Diavoli e Dragoni III: La strategia cinese per conquistare il calcio mondiale
Come è nata la trattativa per la vendita della squadra rossonera ai cinesi. I fatti, i protagonisti, i colpi di scena della vicenda

Questa è la terza parte dell'ebook 'Diavoli e Dragoni', nel quale Agi e AgiChina hanno ricostruito tutta la vicenda legata alla cessione del Milan. La prima è consultabile a questo link. Per la seconda seguire questo link. La quarta sarà pubblicata sabato 25 marzo 2017.

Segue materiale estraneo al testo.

//! Loot generation
//!
//! Drop tables for items scattered on a fresh level and items dropped by
//! defeated enemies.

use rand::Rng;
use super::item::{templates, Item, ItemKind};

/// Percent chance that a defeated enemy drops anything at all
pub const ENEMY_DROP_CHANCE: u32 = 90;

/// Pick an item kind from a 0-99 roll and two cumulative thresholds
fn kind_for_roll(roll: u32, potion_below: u32, sword_below: u32) -> ItemKind {
    if roll < potion_below {
        ItemKind::HealthPotion
    } else if roll < sword_below {
        ItemKind::LongSword
    } else {
        ItemKind::PlateArmor
    }
}

/// Roll an item lying on the floor of a new level (50% potion, 25% sword, 25% armor)
pub fn generate_floor_loot(rng: &mut impl Rng) -> Item {
    let kind = kind_for_roll(rng.gen_range(0..100), 50, 75);
    templates::roll(kind, rng)
}

/// Roll the drop of a defeated enemy
///
/// 90% of enemies drop something: 60% potion, 30% sword, 10% armor.
pub fn generate_enemy_loot(rng: &mut impl Rng) -> Option<Item> {
    if rng.gen_range(0..100) >= ENEMY_DROP_CHANCE {
        return None;
    }
    let kind = kind_for_roll(rng.gen_range(0..100), 60, 90);
    Some(templates::roll(kind, rng))
}

/// Gold awarded for defeating an enemy (10..=29)
pub fn generate_gold_drop(rng: &mut impl Rng) -> u32 {
    rng.gen_range(10..30)
}
impl World {
    /// Resolve one movement command
    pub fn player_turn(&mut self, direction: Direction, input: &mut impl BattleInput) -> TurnOutcome {
        let destination = self.player.position.step(direction);

        if self.map.contains(destination) {
            self.player.position = destination;

            if self.portal == Some(destination) {
                self.add_message("You step through the portal...", MessageCategory::System);
                return self.advance_level();
            }

            if let Some(end) = self.check_traps() {
                self.rebuild_projection();
                return TurnOutcome::Ended(end);
            }
        } else {
            self.add_message("You cannot go that way.", MessageCategory::Warning);
        }

        self.move_enemies();

        if let Some(end) = self.resolve_encounters(input) {
            self.rebuild_projection();
            return TurnOutcome::Ended(end);
        }

        self.rebuild_projection();
        TurnOutcome::Continue
    }

    /// Spring an undiscovered trap under the player
    ///
    /// Returns the session end if the trap was fatal.
    pub fn check_traps(&mut self) -> Option<SessionEnd> {
        let position = self.player.position;
        let trap = self.traps.iter_mut().find(|t| t.position == position)?;
        let damage = trap.trigger()?;
        let description = trap.description.clone();

        self.player.take_damage(damage);
        log::debug!("Trap at ({}, {}) dealt {}", position.x, position.y, damage);
        self.add_message(
            format!("You triggered a trap: {}! You take {} damage.", description, damage),
            MessageCategory::Combat,
        );

        if self.player.is_dead() {
            self.add_message("The trap was fatal.", MessageCategory::Combat);
            return Some(SessionEnd::Defeat {
                cause: format!("Killed by a trap ({})", description),
            });
        }
        None
    }

    /// Every enemy takes a random step half of the time
    fn move_enemies(&mut self) {
        let (width, height) = (self.map.width, self.map.height);
        for enemy in self.enemies.iter_mut() {
            if self.rng.gen_range(0..100) < ENEMY_MOVE_CHANCE {
                enemy.wander(&mut self.rng, width, height);
            }
        }
    }

    /// Fight every enemy standing on the player's cell, in array order
    fn resolve_encounters(&mut self, input: &mut impl BattleInput) -> Option<SessionEnd> {
        let mut index = 0;
        while index < self.enemies.len() {
            if self.enemies[index].position != self.player.position {
                index += 1;
                continue;
            }

            let name = self.enemies[index].name.clone();
            self.add_message(format!("You encountered a {}!", name), MessageCategory::Combat);

            let result = fight(&mut self.player, &mut self.enemies[index], input, &mut self.rng);
            match result {
                BattleResult::Won { gold } => {
                    self.add_message(
                        format!("You defeated the {} and found {} gold.", name, gold),
                        MessageCategory::Combat,
                    );
                    self.record_enemy_defeat();
                    self.drop_enemy_loot();
                    self.remove_enemy(index);
                    self.pause_requested = true;
                }
                BattleResult::Fled => {
                    self.add_message(
                        format!("You escaped from the {}.", name),
                        MessageCategory::Combat,
                    );
                    index += 1;
                }
                BattleResult::Lost => {
                    self.add_message(
                        format!("You were defeated by the {}.", name),
                        MessageCategory::Combat,
                    );
                    log::info!("{} fell to a {} on level {}", self.player.name, name, self.level);
                    return Some(SessionEnd::Defeat {
                        cause: format!("Slain by a {}", name),
                    });
                }
            }
        }
        None
    }

    /// Roll a drop and put it in the inventory, or on the ground if it does not fit
    fn drop_enemy_loot(&mut self) {
        let Some(item) = generate_enemy_loot(&mut self.rng) else {
            self.add_message("The enemy dropped nothing.", MessageCategory::Item);
            return;
        };

        let name = item.name.clone();
        self.add_message(format!("The enemy dropped a {}!", name), MessageCategory::Item);

        match self.player.store_item(item) {
            Ok(_) => {
                self.add_message(format!("You obtained the {}.", name), MessageCategory::Item);
            }
            Err(item) => {
                let position = self.player.position;
                if self.add_ground_item(position, item) {
                    self.add_message(
                        format!("No room in your inventory; the {} lies on the ground.", name),
                        MessageCategory::Item,
                    );
                }
            }
        }
    }

    /// Pick up the first ground item on the player's cell
    pub fn pickup(&mut self) -> PickupOutcome {
        let position = self.player.position;
        let Some(index) = self.ground_items.iter().position(|g| g.position == position) else {
            self.add_message("There is nothing here to pick up.", MessageCategory::Item);
            return PickupOutcome::NothingHere;
        };

        let ground = self.ground_items.remove(index);
        let name = ground.item.name.clone();
        let outcome = match self.player.store_item(ground.item) {
            Ok(id) => {
                self.add_message(format!("Picked up the {}!", name), MessageCategory::Item);
                PickupOutcome::PickedUp { name, id }
            }
            Err(item) => {
                self.ground_items.insert(index, GroundItem { position, item });
                self.add_message(
                    format!("You have no room for the {}.", name),
                    MessageCategory::Warning,
                );
                PickupOutcome::NoRoom { name }
            }
        };

        self.rebuild_projection();
        outcome
    }

    /// Use the item anchored at inventory cell (x, y)
    pub fn use_inventory_item(&mut self, x: u8, y: u8) -> Result<ItemUse, ItemUseError> {
        let used = self.player.use_item_at(x, y)?;

        let mut effects = Vec::new();
        if used.healed > 0 {
            effects.push(format!("+{} HP", used.healed));
        }
        if used.attack_gained > 0 {
            effects.push(format!("+{} ATK", used.attack_gained));
        }
        if used.defense_gained > 0 {
            effects.push(format!("+{} DEF", used.defense_gained));
        }
        let summary = if effects.is_empty() {
            "no effect".to_string()
        } else {
            effects.join(", ")
        };
        self.add_message(format!("Used {} ({}).", used.name, summary), MessageCategory::Item);
        Ok(used)
    }

    /// Move an inventory item between anchors, keeping it in place on failure
    pub fn move_inventory_item(
        &mut self,
        from: (u8, u8),
        to: (u8, u8),
    ) -> Result<ItemId, InventoryError> {
        let id = self.player.inventory.move_item(from.0, from.1, to.0, to.1)?;
        self.add_message(
            format!("Moved item from ({}, {}) to ({}, {}).", from.0, from.1, to.0, to.1),
            MessageCategory::Item,
        );
        Ok(id)
    }
}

Novembre 2016 - LA STRETTA DI PECHINO
Il 29 novembre la Cina inasprisce le regole sulle esportazioni di capitali per contrastare gli investimenti considerati "illegali". Scrive AgiChina: "E' l'obiettivo di una manovra a cui sta lavorando il governo cinese che mira a contenere i flussi di capitali che escono dalla Cina, una delle principali preoccupazioni per Pechino. Entro la fine dell'anno, se si confermerà il trend emerso finora, emergerà un grosso deficit negli investimenti diretti di Pechino, che già oggi vede la Cina in rosso di 31 miliardi di dollari, al terzo trimestre 2016, nella differenza tra gli investimenti esteri diretti in Cina (in calo) e gli investimenti outbound cinesi (in forte crescita e che hanno superato i primi già a partire dalla seconda metà dello scorso anno)".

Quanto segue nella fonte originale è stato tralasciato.